Abodamfo. Bodam nii. That was the word for “crazy person,” the word I’d heard my aunt use that day in Kejetia to describe the dreadlocked man. My mother refused this logic. After my brother died, she refused to name her illness depression. “Ameri
cans get depressed on TV and they cry,” she said. My mother rarely cried. She fought the feeling for a while, but then one day, not long after the Naked Egg experiment, she got into her bed, got under the covers, and wouldn’t get back up. I was eleven. I was shaking her arm as she lay there in bed, I was bringing her food before walking to school, I was cleaning the house so that when she finally woke up she wouldn’t be upset with me for letting the place turn to filth. I was doing okay, I thought, so when I found her, sinking in the bathtub, the faucet running, the floor flooded, the first thing I felt was betrayed. We were doing okay.
I looked at Katherine’s stomach. Still flat, all of these months later. Was Steve still making little “o’s” in his calendar? Had she told him that she knew about his betrayal or did she keep it to herself, hold it in the clenched fist of her heart to open only when something between them was truly broken?

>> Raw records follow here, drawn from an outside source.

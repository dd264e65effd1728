//! Wilson score interval for a binomial proportion.

use statrs::distribution::{ContinuousCDF, Normal};

pub const DEFAULT_CONFIDENCE: f64 = 0.95;

/// Two-sided standard-normal critical value for `confidence` (1.96 at 95%).
pub fn z_critical(confidence: f64) -> f64 {
    let tail = (1.0 + confidence.clamp(0.0, 0.999_999)) / 2.0;
    match Normal::new(0.0, 1.0) {
        Ok(normal) => normal.inverse_cdf(tail),
        Err(_) => 1.959_963_984_540_054,
    }
}

/// Closed-form Wilson interval for `successes` out of `n`, as proportions in `[0, 1]`.
/// Returns `(0, 0)` when `n == 0`.
pub fn wilson_interval(successes: usize, n: usize, confidence: f64) -> (f64, f64) {
    if n == 0 {
        return (0.0, 0.0);
    }
    let successes = successes.min(n);
    let n_f = n as f64;
    let p = successes as f64 / n_f;
    let z = z_critical(confidence);
    let z2 = z * z;

    let denominator = 1.0 + z2 / n_f;
    let center = (p + z2 / (2.0 * n_f)) / denominator;
    let margin = z * ((p * (1.0 - p) + z2 / (4.0 * n_f)) / n_f).sqrt() / denominator;

    // Pin the exact bounds; the closed form only reaches them up to rounding.
    let low = if successes == 0 { 0.0 } else { (center - margin).max(0.0) };
    let high = if successes == n { 1.0 } else { (center + margin).min(1.0) };
    (low, high)
}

I had never been to therapy myself, and when the time came for me to choose what to study, I didn’t choose psychology. I chose molecular biology. I think when people heard about my brother they assumed that I had gone into neuroscience out of a sense of duty to him, but the truth is I’d started this work not because I wanted to help people but because it seemed like the hardest thing you could do, and I wanted to do the hardest thing. I wanted to flay any mental weakness off my body like fascia from muscle. Throughout high school, I never touched a drop of alcohol because I lived in fear that addiction was like a man in a dark trench coat, stalking me, waiting for me to get off the well-lit sidewalk and step into an alley. I had seen the alley. I had watched Nana walk into the alley and I had watched my mother go in after him, and I was so angry at them for not being strong enough to stay in the light. And so I did the hard thing.